Now, should we believe on the basis of the salary disparity that the sculpture is a Ponzi scheme, with top earners basically robbing all the other sculptors of good living? That would be preposterous, of course. Same with most professors. Just because the general public cannot understand and evaluate their research work and creativity, does not mean it’s not there and should not be valued accordingly.
Academia is a large apprenticeship program
Think of graduate students who are traditionally overworked and underpaid. Some make it to graduate with a Ph.D. and eventually become tenured professors. Many, perhaps most, do not. Sounds like a drug cartel to you? Nonsense! This is exactly how apprenticeships works, and how it’s been working for centuries in every guild. In fact, some modern day guilds don’t pay anything at all.
Students enter the apprenticeship/graduate program in hopes to learn from the teacher/professor and succeed in their studies. The very best do succeed. For example, this list of Rembrant‘s pupils/assistants reads somewhat similar to this list of Hilbert‘s students. Unsurprisingly, some are world famous, while others are completely forgotten. So it’s not about cheap labor as in drug cartels – this is how apprenticeships normally work.
Academia is a big business
Think of any large corporation. The are many levels of management: low, mid, and top-level. Arguably, all tenured and tenure-track faculty are low level managers, chairs and other department officers (DGS, DUS, etc.) are mid-level, while deans, provosts and presidents/chancellors are top-level managers. In the US, there is also a legal precedent supporting qualifying professors as management (e.g. professors are not allowed to unionize, in contrast with the adjunct faculty). And deservingly so. Professors hire TA’s, graders, adjuncts, support stuff, choose curriculum, responsible for all grades, run research labs, serve as PI’s on federal grants, and elect mid-level management.

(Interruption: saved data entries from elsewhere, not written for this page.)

//! Chrome profile directory management
//!
//! Throwaway profiles for the shared browsers get UUID names so concurrent
//! launches never contend for one `SingletonLock`. Persistent profiles
//! supplied by callers are reused across fetches, so a lock left behind by a
//! crashed Chrome is detected and removed before launch.

use anyhow::{Context, Result};
use std::path::{Path, PathBuf};
use tracing::{debug, info, warn};
use uuid::Uuid;

/// Prefix of every throwaway profile directory this crate creates
pub const PROFILE_PREFIX: &str = "webfetch_chrome";

/// RAII wrapper for a throwaway profile directory
///
/// Removes the directory on drop unless `into_path()` hands it to another owner.
#[derive(Debug)]
pub struct BrowserProfile {
    path: PathBuf,
    cleanup_on_drop: bool,
}

impl BrowserProfile {
    pub fn path(&self) -> &Path {
        &self.path
    }

    /// Disable auto-cleanup and return the path
    pub fn into_path(mut self) -> PathBuf {
        self.cleanup_on_drop = false;
        std::mem::take(&mut self.path)
    }
}

impl Drop for BrowserProfile {
    fn drop(&mut self) {
        if self.cleanup_on_drop && self.path.exists() {
            debug!("Removing profile directory {}", self.path.display());
            if let Err(e) = std::fs::remove_dir_all(&self.path) {
                warn!("Failed to remove profile directory {}: {e}", self.path.display());
            }
        }
    }
}

/// Create a fresh profile directory `{temp}/{prefix}_{uuid}`
pub fn create_unique_profile(prefix: &str) -> Result<BrowserProfile> {
    let path = std::env::temp_dir().join(format!("{prefix}_{}", Uuid::new_v4()));

    // create_dir fails on an existing path, so a UUID collision cannot share a profile
    std::fs::create_dir(&path)
        .with_context(|| format!("Failed to create profile directory: {}", path.display()))?;

    debug!("Created Chrome profile directory: {}", path.display());
    Ok(BrowserProfile {
        path,
        cleanup_on_drop: true,
    })
}

/// Make a caller-supplied persistent profile directory launchable.
///
/// Creates it if missing. A `SingletonLock` whose owning process is gone is
/// removed; a live one is an error since a second Chrome cannot share it.
pub fn prepare_persistent_profile(dir: &Path) -> Result<PathBuf> {
    std::fs::create_dir_all(dir)
        .with_context(|| format!("Failed to create profile directory: {}", dir.display()))?;
    let dir = dir
        .canonicalize()
        .with_context(|| format!("Failed to resolve profile directory: {}", dir.display()))?;

    if has_singleton_lock(&dir) {
        if is_singleton_lock_stale(&dir) {
            cleanup_stale_lock(&dir)?;
        } else {
            anyhow::bail!(
                "Profile directory {} is in use by another Chrome process",
                dir.display()
            );
        }
    }
    Ok(dir)
}

fn has_singleton_lock(profile_dir: &Path) -> bool {
    let lock_path = profile_dir.join("SingletonLock");
    // Broken symlinks report false for exists()
    lock_path.exists() || lock_path.is_symlink()
}

/// Whether the profile's `SingletonLock` belongs to a process that no longer exists.
///
/// The lock is a symlink to `{hostname}-{pid}`. Unparseable locks count as
/// active; a regular file in its place counts as stale.
#[cfg(unix)]
pub fn is_singleton_lock_stale(profile_dir: &Path) -> bool {
    let lock_path = profile_dir.join("SingletonLock");
    if !has_singleton_lock(profile_dir) {
        return true;
    }

    match std::fs::read_link(&lock_path) {
        Ok(target) => {
            let target = target.to_string_lossy();
            let Some(pid) = target
                .rsplit('-')
                .next()
                .and_then(|pid| pid.parse::<i32>().ok())
            else {
                warn!("Could not parse PID from SingletonLock target: {target}");
                return false;
            };

            // kill(pid, 0) probes for existence without signalling
            // SAFETY: signal 0 performs only the permission/existence check
            let alive = unsafe { libc::kill(pid, 0) == 0 };
            if !alive {
                info!("SingletonLock in {} is stale: PID {pid} is gone", profile_dir.display());
            }
            !alive
        }
        Err(e) => {
            debug!("SingletonLock is not a symlink: {e}");
            lock_path.is_file()
        }
    }
}

#[cfg(not(unix))]
pub fn is_singleton_lock_stale(_profile_dir: &Path) -> bool {
    true
}

/// Remove the profile's `SingletonLock`; only call once it is known to be stale
pub fn cleanup_stale_lock(profile_dir: &Path) -> Result<()> {
    let lock_path = profile_dir.join("SingletonLock");
    if has_singleton_lock(profile_dir) {
        info!("Removing stale SingletonLock: {}", lock_path.display());
        std::fs::remove_file(&lock_path)
            .with_context(|| format!("Failed to remove SingletonLock: {}", lock_path.display()))?;
    }
    Ok(())
}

So, why many levels? Take UCLA. According to 2012 annual report, we operate on 419 acres, have about 40 thousand students, 30 thousand full time employees (this includes UCLA hospitals), have $4.6 billion in operating revenue (of which tuition is only $580 million), but only about 2 thousand ladder (tenure and tenure-track) faculty. For comparison, a beloved but highly secretive Trader Joe’s company has about $8 billion in revenue, over 20 thousand employees, and about 370 stores, each with 50+ employees and its own mid and low-level management.

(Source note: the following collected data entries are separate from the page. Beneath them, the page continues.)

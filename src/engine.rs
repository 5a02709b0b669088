//! `FetchEngine`: the single entry point tying validation, cache, strategy
//! and the browser pool together

use std::sync::Arc;
use std::time::{Duration, Instant};
use tokio_util::sync::CancellationToken;
use tracing::{debug, info, warn};

use crate::browser_pool::BrowserPool;
use crate::cache::{CachedFetch, ResponseCache};
use crate::config::{EngineConfig, FetchOptions};
use crate::direct_fetch::DirectFetcher;
use crate::error::Result;
use crate::fetch_types::{FetchMethod, FetchResult};
use crate::render::{BrowserFetcher, KeptPage};
use crate::strategy::Escalation;
use crate::url_safety::validate_url;

/// Successful fetch as seen by callers
#[derive(Debug)]
pub struct FetchResponse {
    pub result: FetchResult,
    /// Tier that produced the result (for cache hits, the original tier)
    pub method: FetchMethod,
    pub elapsed: Duration,
    pub cached: bool,
    /// Live page, only with `keep_page_open`
    pub page: Option<KeptPage>,
}

#[derive(Debug)]
pub struct FetchEngine {
    strategy: Escalation<DirectFetcher, BrowserFetcher>,
    cache: Arc<ResponseCache>,
    pool: Arc<BrowserPool>,
}

impl FetchEngine {
    /// Build the engine. Browsers launch lazily on the first rendered fetch.
    ///
    /// # Errors
    /// `Network` if the HTTP client cannot be constructed.
    pub fn new(config: EngineConfig) -> Result<Self> {
        let pool = Arc::new(BrowserPool::new(&config));
        let direct = DirectFetcher::new()?;
        let rendered = BrowserFetcher::new(Arc::clone(&pool), config.stabilization);

        let cache = ResponseCache::new(config.cache_capacity, config.cache_ttl);
        let cache = Arc::new(attach_shared_tier(cache, &config));

        info!(
            "Fetch engine ready (max {} pages, pool of {}, shared cache {})",
            config.max_concurrent_pages,
            config.page_pool_size,
            if cache.has_shared_tier() { "on" } else { "off" }
        );

        Ok(Self {
            strategy: Escalation::new(direct, rendered, config.retry),
            cache,
            pool,
        })
    }

    /// Engine configured from the environment (see [`EngineConfig::from_env`])
    ///
    /// # Errors
    /// See [`FetchEngine::new`].
    pub fn from_env() -> Result<Self> {
        Self::new(EngineConfig::from_env())
    }

    /// Fetch `url` with no way to cancel other than dropping the future
    ///
    /// # Errors
    /// See [`FetchEngine::fetch_with_cancel`].
    pub async fn fetch(&self, url: &str, options: &FetchOptions) -> Result<FetchResponse> {
        self.fetch_with_cancel(url, options, CancellationToken::new())
            .await
    }

    /// Validate, consult the cache, run the escalation strategy, store the result.
    ///
    /// # Errors
    /// One typed [`crate::FetchError`] per request: the validation failure,
    /// or the error of the last tier attempted.
    pub async fn fetch_with_cancel(
        &self,
        url: &str,
        options: &FetchOptions,
        cancel: CancellationToken,
    ) -> Result<FetchResponse> {
        let started = Instant::now();
        validate_url(url)?;
        options.validate()?;

        let cacheable = options.is_cacheable();
        if cacheable {
            if let Some(hit) = self.cache.get_async(url).await {
                debug!("Cache hit for {url}");
                return Ok(FetchResponse {
                    result: hit.result,
                    method: hit.method,
                    elapsed: started.elapsed(),
                    cached: true,
                    page: None,
                });
            }
        }

        let outcome = self.strategy.run(url, options, &cancel).await?;

        if cacheable {
            self.cache
                .set(
                    url,
                    CachedFetch {
                        result: outcome.result.clone(),
                        method: outcome.method,
                    },
                )
                .await;
        }

        let elapsed = started.elapsed();
        info!("Fetched {url} via {} in {}ms", outcome.method, elapsed.as_millis());
        Ok(FetchResponse {
            result: outcome.result,
            method: outcome.method,
            elapsed,
            cached: false,
            page: outcome.page,
        })
    }

    #[must_use]
    pub fn cache(&self) -> &Arc<ResponseCache> {
        &self.cache
    }

    #[must_use]
    pub fn pool(&self) -> &Arc<BrowserPool> {
        &self.pool
    }

    /// Close pooled pages and every browser. Call before process exit.
    pub async fn cleanup(&self) {
        self.pool.shutdown().await;
    }
}

#[cfg(feature = "redis-backend")]
fn attach_shared_tier(cache: ResponseCache, config: &EngineConfig) -> ResponseCache {
    use crate::cache::{RedisCache, SharedCache};

    let Some(url) = config.shared_cache_url.as_deref() else {
        return cache;
    };
    match RedisCache::new(url, config.shared_cache_ttl) {
        Ok(redis) => cache.with_shared(Arc::new(redis) as Arc<dyn SharedCache>),
        Err(e) => {
            warn!("Shared cache disabled, bad connection string: {e}");
            cache
        }
    }
}

#[cfg(not(feature = "redis-backend"))]
fn attach_shared_tier(cache: ResponseCache, config: &EngineConfig) -> ResponseCache {
    if config.shared_cache_url.is_some() {
        warn!("Shared cache configured but the redis-backend feature is disabled");
    }
    cache
}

Now that you are conditioned to think of universities as businesses and professors as managers, is it really all that surprising that regular employees like adjuncts get paid much less? This works the same way as for McDonalds store managers, who get paid about 3 times as much as regular employees.
Higher echelons of academia is a research factory with a side teaching business
Note that there is a reason students want to study at research universities rather than at community colleges. It’s because these universities offer many other more advanced classes, research oriented labs, seminars, field works, etc. In fact, research and research oriented teaching is really the main business rather than service teaching.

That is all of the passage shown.